Marie’s family kept looking for her. Her ID was found at Seattle-Tacoma International Airport, feeding their desperate hope. Ridgway acknowledged last summer he planted it there.
Marie’s father, especially, couldn’t give up, Jose Jr. said. "There were days he didn’t come home, he’d just keep driving and driving." Some days he’d drive by Ridgway’s and "wait to see if my sister came out of that house," he said.
Pretty, vivacious Marie was never seen again. A handful of her bones was found this fall with the serial killer’s help as part of a plea deal that spared him from execution.
But Malvar’s disappearance brought Ridgway to official attention and kept him there, even after he passed a 1984 polygraph denying any knowledge of the killings.

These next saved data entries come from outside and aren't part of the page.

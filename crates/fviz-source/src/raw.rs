//! Raw upstream session schema.
//!
//! This is the shape the structured feed hands us, quirks included:
//! positions in decimeters, speeds in km/h, optional fields that vanish
//! per sample. Everything downstream of `normalize` speaks the core model
//! instead.

use chrono::{DateTime, Utc};
use serde::{Deserialize, Serialize};

#[derive(Debug, Clone, Serialize, Deserialize)]
pub struct RawSession {
    pub session_id: String,
    pub track: String,
    pub year: i32,
    /// "Q" or "SQ".
    #[serde(default)]
    pub session_kind: Option<String>,
    #[serde(default)]
    pub date: Option<DateTime<Utc>>,
    pub cars: Vec<RawCar>,
}

#[derive(Debug, Clone, Serialize, Deserialize)]
pub struct RawCar {
    /// Driver abbreviation, e.g. "VER".
    #[serde(alias = "abbreviation")]
    pub abbrev: String,
    #[serde(default)]
    pub last_name: Option<String>,
    #[serde(default)]
    pub team: Option<String>,
    #[serde(default)]
    pub color: Option<String>,
    /// Each run is one flying lap attempt; the fastest usable one is kept.
    pub runs: Vec<RawRun>,
}

#[derive(Debug, Clone, Serialize, Deserialize)]
pub struct RawRun {
    #[serde(default)]
    pub lap_number: Option<u32>,
    /// Sector times in seconds, when the feed has them.
    #[serde(default)]
    pub sector_times_s: Option<[f64; 3]>,
    pub samples: Vec<RawSample>,
}

#[derive(Debug, Clone, Serialize, Deserialize)]
pub struct RawSample {
    /// Session-relative time, seconds.
    #[serde(alias = "time")]
    pub t: f64,
    /// Position in decimeters, feed convention.
    #[serde(default)]
    pub x: Option<f64>,
    #[serde(default)]
    pub y: Option<f64>,
    #[serde(default)]
    pub z: Option<f64>,
    #[serde(default, alias = "speed")]
    pub speed_kmh: Option<f64>,
    #[serde(default)]
    pub lap: Option<u32>,
    #[serde(default)]
    pub sector: Option<u8>,
    /// Distance along the current lap, meters.
    #[serde(default)]
    pub distance: Option<f64>,
    #[serde(default)]
    pub throttle: Option<f64>,
    #[serde(default)]
    pub brake: Option<bool>,
    #[serde(default)]
    pub gear: Option<i8>,
    #[serde(default)]
    pub rpm: Option<f64>,
    #[serde(default)]
    pub drs: Option<bool>,
}
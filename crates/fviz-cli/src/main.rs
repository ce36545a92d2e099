//! Formula Viz - qualifying telemetry to Blender scene files.

use anyhow::{bail, Context, Result};
use clap::Parser;
use fviz_core::models::{CarId, Sample, SectorTimes, SessionReport};
use fviz_core::{
    PipelineConfig, SceneEmitter, SessionTimeline, TrackGeometry, TrackModel, Trajectory,
    TrajectoryResampler,
};
use fviz_source::{ArchiveProvider, HttpProvider, NormalizedSession, TelemetrySource};
use std::collections::BTreeMap;
use std::path::PathBuf;
use tracing_subscriber::{layer::SubscriberExt, util::SubscriberInitExt};

/// Turn a qualifying session's telemetry into a replayable Blender scene.
#[derive(Parser, Debug)]
#[command(author, version, about)]
struct Args {
    /// Session identifier, e.g. "2025-monza-q"
    #[arg(long)]
    session: Option<String>,

    /// Local archive directory with {session}.json files
    #[arg(long, default_value = "data")]
    data_dir: PathBuf,

    /// Fetch the session from this feed URL instead of the local archive
    #[arg(long)]
    source_url: Option<String>,

    /// Pipeline config file (JSON); missing fields take defaults
    #[arg(long)]
    config: Option<PathBuf>,

    /// Output directory for scene.json and frames.ndjson
    #[arg(long, default_value = "out")]
    out: PathBuf,

    /// Override the configured frame rate
    #[arg(long)]
    fps: Option<u32>,

    /// Run on a synthetic two-car session instead of real telemetry
    #[arg(long, default_value_t = false)]
    demo: bool,
}

#[tokio::main]
async fn main() -> Result<()> {
    tracing_subscriber::registry()
        .with(tracing_subscriber::fmt::layer())
        .with(
            tracing_subscriber::EnvFilter::from_default_env()
                .add_directive("fviz_core=info".parse()?)
                .add_directive("fviz_source=info".parse()?)
                .add_directive("fviz_blender=info".parse()?),
        )
        .init();

    let args = Args::parse();
    let config = load_config(&args)?;

    let session = if args.demo {
        demo_session(&config)
    } else {
        let Some(session_id) = args.session.as_deref() else {
            bail!("--session is required unless --demo is set");
        };
        load_session(&args, session_id, &config).await?
    };

    if session.samples.is_empty() {
        bail!(
            "no usable cars in session {} ({} excluded)",
            session.session_id,
            session.report.excluded.len()
        );
    }

    // Track reconstruction needs every car's samples; it is the one
    // barrier before the per-car work fans out.
    let track = TrackModel::build(&session.samples, &config)
        .with_context(|| format!("reconstructing track for {}", session.session_id))?;
    tracing::info!(
        lap_length_m = track.lap_length_m,
        points = track.points.len(),
        "track reconstructed"
    );

    let mut report = session.report;
    let trajectories = resample_all(&session.samples, &track, &config, &mut report).await?;
    if trajectories.is_empty() {
        bail!("every car was excluded; nothing to render");
    }

    let timeline = SessionTimeline::build(trajectories, session.sector_times, &track);
    let emitter = SceneEmitter::new(&timeline, &track, &config);

    let summary = fviz_blender::SceneWriter::new(&args.out).export(
        &session.session_id,
        &session.track_name,
        &emitter,
        &track,
        timeline.events(),
        &report,
        &config,
    )?;

    print_report(&report);
    println!(
        "wrote {} frames to {}",
        summary.frames_written,
        summary.frames_path.display()
    );
    Ok(())
}

fn load_config(args: &Args) -> Result<PipelineConfig> {
    let mut config = match &args.config {
        Some(path) => {
            let bytes = std::fs::read(path)
                .with_context(|| format!("reading config {}", path.display()))?;
            serde_json::from_slice(&bytes)
                .with_context(|| format!("parsing config {}", path.display()))?
        }
        None => PipelineConfig::default(),
    };
    if let Some(fps) = args.fps {
        config.target_fps = fps;
    }
    if config.target_fps == 0 {
        bail!("target_fps must be positive");
    }
    Ok(config)
}

async fn load_session(
    args: &Args,
    session_id: &str,
    config: &PipelineConfig,
) -> Result<NormalizedSession> {
    let session = match &args.source_url {
        Some(url) => {
            let provider = HttpProvider::new(url.clone())?;
            TelemetrySource::new(provider, config.clone())
                .load(session_id)
                .await?
        }
        None => {
            let provider = ArchiveProvider::new(&args.data_dir);
            TelemetrySource::new(provider, config.clone())
                .load(session_id)
                .await?
        }
    };
    Ok(session)
}

/// Resample every car on the shared clock. Per-car work is independent,
/// so it fans out on the blocking pool; failures exclude the car.
async fn resample_all(
    samples: &BTreeMap<CarId, Vec<Sample>>,
    track: &TrackGeometry,
    config: &PipelineConfig,
    report: &mut SessionReport,
) -> Result<Vec<Trajectory>> {
    let mut handles = Vec::with_capacity(samples.len());
    for (car_id, car_samples) in samples {
        let car_id = car_id.clone();
        let car_samples = car_samples.clone();
        let track = track.clone();
        let config = config.clone();
        handles.push(tokio::task::spawn_blocking(move || {
            let result = TrajectoryResampler::resample(&car_samples, &track, &config);
            (car_id, result)
        }));
    }

    let mut trajectories = Vec::with_capacity(handles.len());
    for handle in handles {
        let (car_id, result) = handle.await.context("resampling task panicked")?;
        match result {
            Ok(trajectory) => trajectories.push(trajectory),
            Err(err) => report.exclude(car_id, err),
        }
    }
    Ok(trajectories)
}

fn demo_session(config: &PipelineConfig) -> NormalizedSession {
    use fviz_core::sim::circular_samples;

    let mut samples = BTreeMap::new();
    let mut sector_times = BTreeMap::new();
    for (id, speed, sectors) in [
        ("AAA", 62.0, [27.0_f64, 28.5, 26.0]),
        ("BBB", 59.5, [27.8, 29.3, 26.9]),
    ] {
        let car = CarId::new(id);
        samples.insert(
            car.clone(),
            circular_samples(car.clone(), 400.0, speed, 90.0, 0.25, 0.0),
        );
        sector_times.insert(
            car,
            SectorTimes {
                sector1_s: sectors[0],
                sector2_s: sectors[1],
                sector3_s: sectors[2],
            },
        );
    }
    tracing::info!(fps = config.target_fps, "running demo session");
    NormalizedSession {
        session_id: "demo".into(),
        track_name: "Demo Ring".into(),
        samples,
        sector_times,
        report: SessionReport::default(),
    }
}

fn print_report(report: &SessionReport) {
    if report.dropped_samples > 0 {
        println!("dropped {} unusable samples", report.dropped_samples);
    }
    for excluded in &report.excluded {
        println!("excluded {}: {}", excluded.car_id, excluded.reason);
    }
}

In 1987, the Malvar connection prompted police to take a saliva sample from Ridgway. He was arrested in 2001 when technology advanced enough to allow a DNA match from the saliva sample to trace evidence from three early victims.
"I saw in the newspaper about the arrest, and I said, ‘That’s the guy we found. That’s the truck,’ " Malvar’s father told the Seattle Post-Intelligencer a few weeks later.
Marie’s disappearance broke up the family. Most returned to the Philippines or moved to California. The two years since Ridgway’s arrest have reopened old wounds, Jose Jr. said, but he’s working now to get his life on track.
"She’s always going to be part of my life," he said of his sister. "Even though she’s not here any more."